> **WORK TO COMPLETE**
Each record below should be written out again exactly.

> **SUPPLIED DATA**
○ ○ ○ ○ ○ ○ ○

//! Company settings and user administration.

use std::collections::HashMap;

use axum::{
    extract::State,
    response::{IntoResponse, Redirect, Response},
    routing::get,
    Form, Router,
};
use serde::{Deserialize, Serialize};

use super::{
    auth::{AdminUser, CurrentUser},
    message::AppMessage,
    AppState,
};
use crate::{
    accounting::money::parse_non_negative,
    models,
    store::{invalid, settings, users},
};

const BRANCH_FIELD: &str = "branch_";

pub fn new_router() -> Router<AppState> {
    Router::new().route("/", get(get_settings).post(post_settings))
}

pub fn new_users_router() -> Router<AppState> {
    Router::new().route("/", get(get_users).post(post_user))
}

async fn get_settings(State(s): State<AppState>, CurrentUser(user): CurrentUser) -> Result<Response, AppMessage> {
    let mut conn = s.p.acquire().await.map_err(|err| s.fail(&user)(err.into()))?;
    let current = settings::get(&mut conn).await.map_err(s.fail(&user))?;
    let branches = settings::branches(&s.p).await.map_err(s.fail(&user))?;

    #[derive(Serialize)]
    struct Ctx {
        settings: models::Settings,
        branches: Vec<models::Branch>,
        can_edit: bool,
    }
    let can_edit = user.is_admin();
    s.page(
        "settings.get.hbs",
        "Settings",
        &user,
        &Ctx {
            settings: current,
            branches,
            can_edit,
        },
    )
}

fn field(f: &HashMap<String, String>, name: &str) -> String {
    f.get(name).map(|v| v.trim().to_string()).unwrap_or_default()
}

/// Reads the settings form; branch labels come as `branch_<code>` fields.
fn parse_settings_form(f: &HashMap<String, String>) -> anyhow::Result<(models::Settings, Vec<(String, String)>)> {
    let company_name = field(f, "company_name");
    if company_name.is_empty() {
        return Err(invalid("company name must not be empty"));
    }
    let vat_rate = field(f, "vat_rate");
    if vat_rate.is_empty() {
        return Err(invalid("VAT rate is required"));
    }
    let vat_rate = parse_non_negative(&vat_rate)?;
    let currency = field(f, "currency").to_uppercase();

    let mut branches: Vec<(String, String)> = f
        .iter()
        .filter_map(|(k, v)| k.strip_prefix(BRANCH_FIELD).map(|code| (code.to_string(), v.trim().to_string())))
        .collect();
    branches.sort();

    Ok((
        models::Settings {
            company_name,
            tax_number: field(f, "tax_number"),
            address: field(f, "address"),
            phone: field(f, "phone"),
            email: field(f, "email"),
            vat_rate,
            currency: if currency.is_empty() { "SAR".to_string() } else { currency },
        },
        branches,
    ))
}

async fn post_settings(
    State(s): State<AppState>,
    AdminUser(user): AdminUser,
    Form(f): Form<HashMap<String, String>>,
) -> Result<Response, AppMessage> {
    let (new, branches) = parse_settings_form(&f).map_err(s.fail(&user))?;
    settings::update(&s.p, &new, &branches).await.map_err(s.fail(&user))?;
    Ok(Redirect::to("/settings").into_response())
}

async fn get_users(State(s): State<AppState>, AdminUser(user): AdminUser) -> Result<Response, AppMessage> {
    let list = users::list(&s.p).await.map_err(s.fail(&user))?;

    #[derive(Serialize)]
    struct Ctx {
        users: Vec<models::User>,
        roles: [&'static str; 2],
    }
    s.page(
        "users.get.hbs",
        "Users",
        &user,
        &Ctx {
            users: list,
            roles: users::ROLES,
        },
    )
}

#[derive(Deserialize)]
struct NewUser {
    username: String,
    password: String,
    role: String,
}

async fn post_user(
    State(s): State<AppState>,
    AdminUser(user): AdminUser,
    Form(f): Form<NewUser>,
) -> Result<Response, AppMessage> {
    users::create(&s.p, &f.username, &f.password, &f.role)
        .await
        .map_err(s.fail(&user))?;
    Ok(Redirect::to("/users").into_response())
}

#[cfg(test)]
mod tests {
    use bigdecimal::BigDecimal;

    use super::*;

    fn form(pairs: &[(&str, &str)]) -> HashMap<String, String> {
        pairs.iter().map(|(k, v)| (k.to_string(), v.to_string())).collect()
    }

    #[test]
    fn reads_settings_and_branch_labels() {
        let (s, branches) = parse_settings_form(&form(&[
            ("company_name", " Resto Co "),
            ("vat_rate", "١٥"),
            ("currency", "sar"),
            ("branch_place_india", "Place India"),
            ("branch_china_town", " China Town "),
        ]))
        .unwrap();
        assert_eq!(s.company_name, "Resto Co");
        assert_eq!(s.vat_rate, BigDecimal::from(15));
        assert_eq!(s.currency, "SAR");
        assert_eq!(
            branches,
            vec![
                ("china_town".to_string(), "China Town".to_string()),
                ("place_india".to_string(), "Place India".to_string()),
            ]
        );
    }

    #[test]
    fn rejects_missing_fields() {
        assert!(parse_settings_form(&form(&[("vat_rate", "15")])).is_err());
        assert!(parse_settings_form(&form(&[("company_name", "X")])).is_err());
        assert!(parse_settings_form(&form(&[("company_name", "X"), ("vat_rate", "abc")])).is_err());
        assert!(parse_settings_form(&form(&[("company_name", "X"), ("vat_rate", "-5")])).is_err());
    }
}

○ ○ ○ ○ ○ ○ ○

> **FINAL ANSWER**
//! Company settings and user administration.

use std::collections::HashMap;

use axum::{
    extract::State,
    response::{IntoResponse, Redirect, Response},
    routing::get,
    Form, Router,
};
use serde::{Deserialize, Serialize};

use super::{
    auth::{AdminUser, CurrentUser},
    message::AppMessage,
    AppState,
};
use crate::{
    accounting::money::parse_non_negative,
    models,
    store::{invalid, settings, users},
};

const BRANCH_FIELD: &str = "branch_";

pub fn new_router() -> Router<AppState> {
    Router::new().route("/", get(get_settings).post(post_settings))
}

pub fn new_users_router() -> Router<AppState> {
    Router::new().route("/", get(get_users).post(post_user))
}

async fn get_settings(State(s): State<AppState>, CurrentUser(user): CurrentUser) -> Result<Response, AppMessage> {
    let mut conn = s.p.acquire().await.map_err(|err| s.fail(&user)(err.into()))?;
    let current = settings::get(&mut conn).await.map_err(s.fail(&user))?;
    let branches = settings::branches(&s.p).await.map_err(s.fail(&user))?;

    #[derive(Serialize)]
    struct Ctx {
        settings: models::Settings,
        branches: Vec<models::Branch>,
        can_edit: bool,
    }
    let can_edit = user.is_admin();
    s.page(
        "settings.get.hbs",
        "Settings",
        &user,
        &Ctx {
            settings: current,
            branches,
            can_edit,
        },
    )
}

fn field(f: &HashMap<String, String>, name: &str) -> String {
    f.get(name).map(|v| v.trim().to_string()).unwrap_or_default()
}

/// Reads the settings form; branch labels come as `branch_<code>` fields.
fn parse_settings_form(f: &HashMap<String, String>) -> anyhow::Result<(models::Settings, Vec<(String, String)>)> {
    let company_name = field(f, "company_name");
    if company_name.is_empty() {
        return Err(invalid("company name must not be empty"));
    }
    let vat_rate = field(f, "vat_rate");
    if vat_rate.is_empty() {
        return Err(invalid("VAT rate is required"));
    }
    let vat_rate = parse_non_negative(&vat_rate)?;
    let currency = field(f, "currency").to_uppercase();

    let mut branches: Vec<(String, String)> = f
        .iter()
        .filter_map(|(k, v)| k.strip_prefix(BRANCH_FIELD).map(|code| (code.to_string(), v.trim().to_string())))
        .collect();
    branches.sort();

    Ok((
        models::Settings {
            company_name,
            tax_number: field(f, "tax_number"),
            address: field(f, "address"),
            phone: field(f, "phone"),
            email: field(f, "email"),
            vat_rate,
            currency: if currency.is_empty() { "SAR".to_string() } else { currency },
        },
        branches,
    ))
}

async fn post_settings(
    State(s): State<AppState>,
    AdminUser(user): AdminUser,
    Form(f): Form<HashMap<String, String>>,
) -> Result<Response, AppMessage> {
    let (new, branches) = parse_settings_form(&f).map_err(s.fail(&user))?;
    settings::update(&s.p, &new, &branches).await.map_err(s.fail(&user))?;
    Ok(Redirect::to("/settings").into_response())
}

async fn get_users(State(s): State<AppState>, AdminUser(user): AdminUser) -> Result<Response, AppMessage> {
    let list = users::list(&s.p).await.map_err(s.fail(&user))?;

    #[derive(Serialize)]
    struct Ctx {
        users: Vec<models::User>,
        roles: [&'static str; 2],
    }
    s.page(
        "users.get.hbs",
        "Users",
        &user,
        &Ctx {
            users: list,
            roles: users::ROLES,
        },
    )
}

#[derive(Deserialize)]
struct NewUser {
    username: String,
    password: String,
    role: String,
}

async fn post_user(
    State(s): State<AppState>,
    AdminUser(user): AdminUser,
    Form(f): Form<NewUser>,
) -> Result<Response, AppMessage> {
    users::create(&s.p, &f.username, &f.password, &f.role)
        .await
        .map_err(s.fail(&user))?;
    Ok(Redirect::to("/users").into_response())
}

#[cfg(test)]
mod tests {
    use bigdecimal::BigDecimal;

    use super::*;

    fn form(pairs: &[(&str, &str)]) -> HashMap<String, String> {
        pairs.iter().map(|(k, v)| (k.to_string(), v.to_string())).collect()
    }

    #[test]
    fn reads_settings_and_branch_labels() {
        let (s, branches) = parse_settings_form(&form(&[
            ("company_name", " Resto Co "),
            ("vat_rate", "١٥"),
            ("currency", "sar"),
            ("branch_place_india", "Place India"),
            ("branch_china_town", " China Town "),
        ]))
        .unwrap();
        assert_eq!(s.company_name, "Resto Co");
        assert_eq!(s.vat_rate, BigDecimal::from(15));
        assert_eq!(s.currency, "SAR");
        assert_eq!(
            branches,
            vec![
                ("china_town".to_string(), "China Town".to_string()),
                ("place_india".to_string(), "Place India".to_string()),
            ]
        );
    }

    #[test]
    fn rejects_missing_fields() {
        assert!(parse_settings_form(&form(&[("vat_rate", "15")])).is_err());
        assert!(parse_settings_form(&form(&[("company_name", "X")])).is_err());
        assert!(parse_settings_form(&form(&[("company_name", "X"), ("vat_rate", "abc")])).is_err());
        assert!(parse_settings_form(&form(&[("company_name", "X"), ("vat_rate", "-5")])).is_err());
    }
}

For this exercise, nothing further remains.